───── Material provided ─────

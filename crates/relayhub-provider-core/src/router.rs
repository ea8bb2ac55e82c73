use std::collections::HashMap;
use std::sync::{Arc, Mutex};

use rand::rngs::StdRng;
use rand::{Rng, SeedableRng};
use relayhub_common::SelectionMode;
use tracing::{error, warn};

use crate::channel::{Channel, ChannelId, ChannelKind, ChannelRegistry};
use crate::errors::RouteError;

/// Per-request routing inputs, plus what the router decided.
#[derive(Debug, Clone, Default, PartialEq, Eq)]
pub struct RoutingRequest {
    pub model: String,
    pub group: String,
    pub pinned: Option<ChannelId>,
    pub ignore_pin: bool,
    /// Grows by one channel per failed attempt.
    pub excluded: Vec<ChannelId>,
    pub chosen: Option<(ChannelId, ChannelKind)>,
}

impl RoutingRequest {
    pub fn new(model: impl Into<String>, group: impl Into<String>) -> Self {
        Self {
            model: model.into(),
            group: group.into(),
            ..Self::default()
        }
    }

    pub fn pinned_to(mut self, channel_id: ChannelId, ignore_pin: bool) -> Self {
        self.pinned = Some(channel_id);
        self.ignore_pin = ignore_pin;
        self
    }

    pub fn exclude(&mut self, channel_id: ChannelId) {
        if !self.excluded.contains(&channel_id) {
            self.excluded.push(channel_id);
        }
    }

    /// A pin that selection must honour.
    pub fn is_hard_pinned(&self) -> bool {
        self.pinned.is_some() && !self.ignore_pin
    }
}

/// How one channel is chosen among the eligible set.
pub enum SelectionPolicy {
    WeightedRandom(Mutex<StdRng>),
    RoundRobin(Mutex<HashMap<(String, String), usize>>),
}

impl std::fmt::Debug for SelectionPolicy {
    fn fmt(&self, f: &mut std::fmt::Formatter<'_>) -> std::fmt::Result {
        match self {
            SelectionPolicy::WeightedRandom(_) => f.write_str("WeightedRandom"),
            SelectionPolicy::RoundRobin(_) => f.write_str("RoundRobin"),
        }
    }
}

impl SelectionPolicy {
    pub fn weighted_random(seed: Option<u64>) -> Self {
        let rng = match seed {
            Some(seed) => StdRng::seed_from_u64(seed),
            None => StdRng::from_os_rng(),
        };
        SelectionPolicy::WeightedRandom(Mutex::new(rng))
    }

    pub fn round_robin() -> Self {
        SelectionPolicy::RoundRobin(Mutex::new(HashMap::new()))
    }

    pub fn from_mode(mode: SelectionMode, seed: Option<u64>) -> Self {
        match mode {
            SelectionMode::WeightedRandom => Self::weighted_random(seed),
            SelectionMode::RoundRobin => Self::round_robin(),
        }
    }

    /// `candidates` is sorted by ascending id and never empty.
    fn pick(&self, request: &RoutingRequest, candidates: &[Arc<Channel>]) -> usize {
        match self {
            SelectionPolicy::WeightedRandom(rng) => {
                let weights: Vec<u32> = candidates.iter().map(|channel| channel.weight).collect();
                let mut rng = rng.lock().unwrap_or_else(|poisoned| poisoned.into_inner());
                pick_weighted_index(&mut *rng, &weights)
            }
            SelectionPolicy::RoundRobin(counters) => {
                let mut counters = counters
                    .lock()
                    .unwrap_or_else(|poisoned| poisoned.into_inner());
                let counter = counters
                    .entry((request.group.clone(), request.model.clone()))
                    .or_insert(0);
                let index = *counter % candidates.len();
                *counter = counter.wrapping_add(1);
                index
            }
        }
    }
}

fn pick_weighted_index<R: Rng + ?Sized>(rng: &mut R, weights: &[u32]) -> usize {
    if weights.is_empty() {
        return 0;
    }

    let total: u64 = weights.iter().map(|weight| *weight as u64).sum();
    if total == 0 {
        return rng.random_range(0..weights.len());
    }

    let mut roll = rng.random_range(0..total);
    for (index, weight) in weights.iter().enumerate() {
        let weight = *weight as u64;
        if roll < weight {
            return index;
        }
        roll -= weight;
    }

    weights.len() - 1
}

pub struct ChannelRouter {
    registry: Arc<dyn ChannelRegistry>,
    policy: SelectionPolicy,
}

impl std::fmt::Debug for ChannelRouter {
    fn fmt(&self, f: &mut std::fmt::Formatter<'_>) -> std::fmt::Result {
        f.debug_struct("ChannelRouter")
            .field("policy", &self.policy)
            .finish()
    }
}

impl ChannelRouter {
    pub fn new(registry: Arc<dyn ChannelRegistry>, policy: SelectionPolicy) -> Self {
        Self { registry, policy }
    }

    pub fn registry(&self) -> &Arc<dyn ChannelRegistry> {
        &self.registry
    }

    /// Picks one channel for `request` and records it as the chosen channel.
    ///
    /// Every call reads the current registry snapshot, so a status change
    /// made between two calls is always observed.
    pub fn select_channel(&self, request: &mut RoutingRequest) -> Result<Arc<Channel>, RouteError> {
        let channel = match request.pinned {
            Some(channel_id) if !request.ignore_pin => self.select_pinned(request, channel_id)?,
            _ => self.select_from_group(request)?,
        };
        request.chosen = Some((channel.id, channel.kind));
        Ok(channel)
    }

    fn select_pinned(
        &self,
        request: &RoutingRequest,
        channel_id: ChannelId,
    ) -> Result<Arc<Channel>, RouteError> {
        let channel = self
            .registry
            .channel(channel_id)
            .ok_or(RouteError::InvalidPinnedChannel(channel_id))?;
        if !channel.status.is_enabled() {
            return Err(RouteError::PinnedChannelDisabled(channel_id));
        }
        if !channel.supports_model(&request.model) {
            return Err(RouteError::PinnedChannelUnsupportedModel {
                channel_id,
                model: request.model.clone(),
            });
        }
        Ok(channel)
    }

    fn select_from_group(&self, request: &RoutingRequest) -> Result<Arc<Channel>, RouteError> {
        let ids = self.registry.candidates(&request.group, &request.model);
        if ids.is_empty() {
            return Err(RouteError::NoAvailableChannel {
                group: request.group.clone(),
                model: request.model.clone(),
            });
        }

        let mut dangling = None;
        let mut candidates = Vec::with_capacity(ids.len());
        for id in &ids {
            match self.registry.channel(*id) {
                Some(channel) if channel.is_eligible(&request.group, &request.model) => {
                    if !request.excluded.contains(id) {
                        candidates.push(channel);
                    }
                }
                Some(_) => {}
                None => dangling = Some(*id),
            }
        }

        if candidates.is_empty() {
            match dangling {
                Some(channel_id) => error!(
                    event = "channel_index_dangling",
                    channel_id,
                    group = %request.group,
                    model = %request.model,
                    "channel index references a channel that does not exist"
                ),
                None => warn!(
                    event = "channel_candidates_exhausted",
                    group = %request.group,
                    model = %request.model,
                    indexed = ids.len(),
                    excluded = request.excluded.len(),
                ),
            }
            return Err(RouteError::Inconsistent {
                channel_id: dangling.or_else(|| ids.first().copied()),
            });
        }

        candidates.sort_by_key(|channel| channel.id);
        let index = self.policy.pick(request, &candidates);
        Ok(candidates.swap_remove(index))
    }
}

─────

What you will do:
Each record above has to be retyped exactly, with nothing left out.

Expected output:
filename crates/relayhub-provider-core/src/router.rs
repository ea8bb2ac55e82c73
use std::collections::HashMap;
use std::sync::{Arc, Mutex};

use rand::rngs::StdRng;
use rand::{Rng, SeedableRng};
use relayhub_common::SelectionMode;
use tracing::{error, warn};

use crate::channel::{Channel, ChannelId, ChannelKind, ChannelRegistry};
use crate::errors::RouteError;

/// Per-request routing inputs, plus what the router decided.
#[derive(Debug, Clone, Default, PartialEq, Eq)]
pub struct RoutingRequest {
    pub model: String,
    pub group: String,
    pub pinned: Option<ChannelId>,
    pub ignore_pin: bool,
    /// Grows by one channel per failed attempt.
    pub excluded: Vec<ChannelId>,
    pub chosen: Option<(ChannelId, ChannelKind)>,
}

impl RoutingRequest {
    pub fn new(model: impl Into<String>, group: impl Into<String>) -> Self {
        Self {
            model: model.into(),
            group: group.into(),
            ..Self::default()
        }
    }

    pub fn pinned_to(mut self, channel_id: ChannelId, ignore_pin: bool) -> Self {
        self.pinned = Some(channel_id);
        self.ignore_pin = ignore_pin;
        self
    }

    pub fn exclude(&mut self, channel_id: ChannelId) {
        if !self.excluded.contains(&channel_id) {
            self.excluded.push(channel_id);
        }
    }

    /// A pin that selection must honour.
    pub fn is_hard_pinned(&self) -> bool {
        self.pinned.is_some() && !self.ignore_pin
    }
}

/// How one channel is chosen among the eligible set.
pub enum SelectionPolicy {
    WeightedRandom(Mutex<StdRng>),
    RoundRobin(Mutex<HashMap<(String, String), usize>>),
}

impl std::fmt::Debug for SelectionPolicy {
    fn fmt(&self, f: &mut std::fmt::Formatter<'_>) -> std::fmt::Result {
        match self {
            SelectionPolicy::WeightedRandom(_) => f.write_str("WeightedRandom"),
            SelectionPolicy::RoundRobin(_) => f.write_str("RoundRobin"),
        }
    }
}

impl SelectionPolicy {
    pub fn weighted_random(seed: Option<u64>) -> Self {
        let rng = match seed {
            Some(seed) => StdRng::seed_from_u64(seed),
            None => StdRng::from_os_rng(),
        };
        SelectionPolicy::WeightedRandom(Mutex::new(rng))
    }

    pub fn round_robin() -> Self {
        SelectionPolicy::RoundRobin(Mutex::new(HashMap::new()))
    }

    pub fn from_mode(mode: SelectionMode, seed: Option<u64>) -> Self {
        match mode {
            SelectionMode::WeightedRandom => Self::weighted_random(seed),
            SelectionMode::RoundRobin => Self::round_robin(),
        }
    }

    /// `candidates` is sorted by ascending id and never empty.
    fn pick(&self, request: &RoutingRequest, candidates: &[Arc<Channel>]) -> usize {
        match self {
            SelectionPolicy::WeightedRandom(rng) => {
                let weights: Vec<u32> = candidates.iter().map(|channel| channel.weight).collect();
                let mut rng = rng.lock().unwrap_or_else(|poisoned| poisoned.into_inner());
                pick_weighted_index(&mut *rng, &weights)
            }
            SelectionPolicy::RoundRobin(counters) => {
                let mut counters = counters
                    .lock()
                    .unwrap_or_else(|poisoned| poisoned.into_inner());
                let counter = counters
                    .entry((request.group.clone(), request.model.clone()))
                    .or_insert(0);
                let index = *counter % candidates.len();
                *counter = counter.wrapping_add(1);
                index
            }
        }
    }
}

fn pick_weighted_index<R: Rng + ?Sized>(rng: &mut R, weights: &[u32]) -> usize {
    if weights.is_empty() {
        return 0;
    }

    let total: u64 = weights.iter().map(|weight| *weight as u64).sum();
    if total == 0 {
        return rng.random_range(0..weights.len());
    }

    let mut roll = rng.random_range(0..total);
    for (index, weight) in weights.iter().enumerate() {
        let weight = *weight as u64;
        if roll < weight {
            return index;
        }
        roll -= weight;
    }

    weights.len() - 1
}

pub struct ChannelRouter {
    registry: Arc<dyn ChannelRegistry>,
    policy: SelectionPolicy,
}

impl std::fmt::Debug for ChannelRouter {
    fn fmt(&self, f: &mut std::fmt::Formatter<'_>) -> std::fmt::Result {
        f.debug_struct("ChannelRouter")
            .field("policy", &self.policy)
            .finish()
    }
}

impl ChannelRouter {
    pub fn new(registry: Arc<dyn ChannelRegistry>, policy: SelectionPolicy) -> Self {
        Self { registry, policy }
    }

    pub fn registry(&self) -> &Arc<dyn ChannelRegistry> {
        &self.registry
    }

    /// Picks one channel for `request` and records it as the chosen channel.
    ///
    /// Every call reads the current registry snapshot, so a status change
    /// made between two calls is always observed.
    pub fn select_channel(&self, request: &mut RoutingRequest) -> Result<Arc<Channel>, RouteError> {
        let channel = match request.pinned {
            Some(channel_id) if !request.ignore_pin => self.select_pinned(request, channel_id)?,
            _ => self.select_from_group(request)?,
        };
        request.chosen = Some((channel.id, channel.kind));
        Ok(channel)
    }

    fn select_pinned(
        &self,
        request: &RoutingRequest,
        channel_id: ChannelId,
    ) -> Result<Arc<Channel>, RouteError> {
        let channel = self
            .registry
            .channel(channel_id)
            .ok_or(RouteError::InvalidPinnedChannel(channel_id))?;
        if !channel.status.is_enabled() {
            return Err(RouteError::PinnedChannelDisabled(channel_id));
        }
        if !channel.supports_model(&request.model) {
            return Err(RouteError::PinnedChannelUnsupportedModel {
                channel_id,
                model: request.model.clone(),
            });
        }
        Ok(channel)
    }

    fn select_from_group(&self, request: &RoutingRequest) -> Result<Arc<Channel>, RouteError> {
        let ids = self.registry.candidates(&request.group, &request.model);
        if ids.is_empty() {
            return Err(RouteError::NoAvailableChannel {
                group: request.group.clone(),
                model: request.model.clone(),
            });
        }

        let mut dangling = None;
        let mut candidates = Vec::with_capacity(ids.len());
        for id in &ids {
            match self.registry.channel(*id) {
                Some(channel) if channel.is_eligible(&request.group, &request.model) => {
                    if !request.excluded.contains(id) {
                        candidates.push(channel);
                    }
                }
                Some(_) => {}
                None => dangling = Some(*id),
            }
        }

        if candidates.is_empty() {
            match dangling {
                Some(channel_id) => error!(
                    event = "channel_index_dangling",
                    channel_id,
                    group = %request.group,
                    model = %request.model,
                    "channel index references a channel that does not exist"
                ),
                None => warn!(
                    event = "channel_candidates_exhausted",
                    group = %request.group,
                    model = %request.model,
                    indexed = ids.len(),
                    excluded = request.excluded.len(),
                ),
            }
            return Err(RouteError::Inconsistent {
                channel_id: dangling.or_else(|| ids.first().copied()),
            });
        }

        candidates.sort_by_key(|channel| channel.id);
        let index = self.policy.pick(request, &candidates);
        Ok(candidates.swap_remove(index))
    }
}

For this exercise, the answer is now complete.